Besides its apparent purpose of helping individuals lose weight, bariatric surgery can also reduce risks for type 2 diabetes.
In a new study published in The Lancet Diabetes & Endocrinology on Nov. 3, Martin Gulliford from the King's College London, UK, and colleagues sought to assess the effects of weight loss surgery on a person's odds of developing type 2 Diabetes.
The researchers involved 2,167 individuals who were not diagnosed with diabetes at the start of the study and who underwent at least one of three surgical weight loss procedures which include sleeve gastrectomy, laparoscopic adjustable banding, and gastric bypass.
These participants were then compared with 2,167 other individuals with similar age, body mass index, gender and glucose control without diabetes and who did not undergo any weight loss surgery or other obesity treatments.
Gulliford and colleagues followed the participants for up to seven years and found that those who underwent bariatric surgery had 80 percent reduced odds of developing diabetes than those who did not undergo weight loss surgery regardless of factors such as cholesterol levels, blood pressure and smoking.
Of those who did not undergo weight loss surgery, 117 were diagnosed with diabetes while those who underwent any of the three bariatric procedures only had 38 diagnoses.
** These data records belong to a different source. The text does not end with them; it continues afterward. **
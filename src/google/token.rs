//! Stored OAuth credentials (`token.json`) and their refresh.
//!
//! The file holds an authorized-user record: `token` (or `access_token`),
//! `refresh_token`, `token_uri`, `client_id`, `client_secret` and `expiry`.
//! An expired access token is exchanged for a new one at `token_uri` and the
//! file is rewritten in place, keeping every other field.

use std::fs;
use std::path::Path;

use chrono::{DateTime, Duration, SecondsFormat, Utc};
use reqwest::blocking::Client;
use serde::Deserialize;
use serde_json::Value;

use super::client::GoogleError;

pub const DEFAULT_TOKEN_URI: &str = "https://oauth2.googleapis.com/token";

/// Tokens this close to expiry are refreshed ahead of time.
const EXPIRY_SKEW_SECS: i64 = 60;

#[derive(Debug, Clone, Default, Deserialize)]
pub struct StoredToken {
    #[serde(default, alias = "access_token")]
    pub token: Option<String>,
    #[serde(default)]
    pub refresh_token: Option<String>,
    #[serde(default)]
    pub token_uri: Option<String>,
    #[serde(default)]
    pub client_id: Option<String>,
    #[serde(default)]
    pub client_secret: Option<String>,
    #[serde(default)]
    pub expiry: Option<DateTime<Utc>>,
}

impl StoredToken {
    /// The access token when it is present and not about to expire.
    pub fn usable_token(&self, now: DateTime<Utc>) -> Option<&str> {
        let token = self.token.as_deref().filter(|t| !t.is_empty())?;
        match self.expiry {
            Some(expiry) if expiry <= now + Duration::seconds(EXPIRY_SKEW_SECS) => None,
            _ => Some(token),
        }
    }
}

/// Response of the OAuth token endpoint for a refresh grant.
#[derive(Debug, Deserialize)]
struct RefreshResponse {
    access_token: String,
    #[serde(default)]
    expires_in: Option<i64>,
}

/// Access token from `path`, refreshed and written back when expired.
pub fn load_access_token(path: &Path, client: &Client) -> Result<String, GoogleError> {
    let display = path.display().to_string();
    let missing = || GoogleError::MissingCredentials(display.clone());

    let content = fs::read_to_string(path).map_err(|_| missing())?;
    let raw: Value = serde_json::from_str(&content).map_err(|_| missing())?;
    let stored: StoredToken = serde_json::from_value(raw.clone()).map_err(|_| missing())?;

    let now = Utc::now();
    if let Some(token) = stored.usable_token(now) {
        return Ok(token.to_string());
    }
    if stored.token.is_none() && stored.refresh_token.is_none() {
        return Err(missing());
    }

    let (access_token, expiry) = refresh(client, &stored, now)
        .map_err(|e| GoogleError::TokenExpired(format!("{} ({})", display, e)))?;
    write_back(path, raw, &access_token, expiry)?;
    tracing::info!("Refreshed access token in {}", path.display());
    Ok(access_token)
}

fn refresh(
    client: &Client,
    stored: &StoredToken,
    now: DateTime<Utc>,
) -> Result<(String, DateTime<Utc>), GoogleError> {
    let (Some(refresh_token), Some(client_id), Some(client_secret)) = (
        stored.refresh_token.as_deref(),
        stored.client_id.as_deref(),
        stored.client_secret.as_deref(),
    ) else {
        return Err(GoogleError::RefreshFailed(
            "no refresh_token, client_id or client_secret".to_string(),
        ));
    };

    let token_uri = stored.token_uri.as_deref().unwrap_or(DEFAULT_TOKEN_URI);
    tracing::debug!("POST {}", token_uri);
    let response = client
        .post(token_uri)
        .form(&[
            ("grant_type", "refresh_token"),
            ("refresh_token", refresh_token),
            ("client_id", client_id),
            ("client_secret", client_secret),
        ])
        .send()?;

    let status = response.status();
    if !status.is_success() {
        let body = response.text().unwrap_or_default();
        return Err(GoogleError::RefreshFailed(format!("{}: {}", status, body)));
    }

    let refreshed: RefreshResponse = response.json()?;
    let expiry = now + Duration::seconds(refreshed.expires_in.unwrap_or(3600));
    Ok((refreshed.access_token, expiry))
}

fn write_back(
    path: &Path,
    mut raw: Value,
    access_token: &str,
    expiry: DateTime<Utc>,
) -> Result<(), GoogleError> {
    let write_error = |source: std::io::Error| GoogleError::TokenWrite {
        path: path.display().to_string(),
        source,
    };

    if let Some(fields) = raw.as_object_mut() {
        let key = if fields.contains_key("token") || !fields.contains_key("access_token") {
            "token"
        } else {
            "access_token"
        };
        fields.insert(key.to_string(), Value::from(access_token));
        fields.insert(
            "expiry".to_string(),
            Value::from(expiry.to_rfc3339_opts(SecondsFormat::Micros, true)),
        );
    }

    let content = serde_json::to_string_pretty(&raw)
        .map_err(|e| write_error(std::io::Error::new(std::io::ErrorKind::InvalidData, e)))?;
    fs::write(path, content).map_err(write_error)?;
    restrict_permissions(path).map_err(write_error)
}

#[cfg(unix)]
fn restrict_permissions(path: &Path) -> std::io::Result<()> {
    use std::os::unix::fs::PermissionsExt;
    fs::set_permissions(path, fs::Permissions::from_mode(0o600))
}

#[cfg(not(unix))]
fn restrict_permissions(_path: &Path) -> std::io::Result<()> {
    Ok(())
}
"Our study is perhaps the first large-scale pragmatic study to assess the effect of current bariatric surgical procedures on diabetes incidence in the context of usual care settings," the researchers wrote. "Even in patients seen in routine clinical practice, our results show that modern bariatric surgical procedures have particular effectiveness for diabetes prevention in obese patients."
Being overweight or obese increases a person's likelihood of developing Type 2 Diabetes. In adults who have the condition, over 80 percent have weight problems and health experts recommend weight loss as a means of preventing or delaying the onset of the disease.
The researchers wrote that treating obesity with lifestyle or behavioral approaches only often results in small reduction in body weight that is not often sustained. Weight loss surgery, on the other hand, is associated with substantial weight loss, reduced morbidity and improvements in the quality of a patient's life.
"Our results suggest that bariatric surgery may be a highly effective method of preventing the onset of new diabetes in men and women with severe obesity," Gulliford said. "We need to understand how weight loss surgery can be used, together with interventions to increase physical activity and promote healthy eating, as part of an overall diabetes prevention strategy."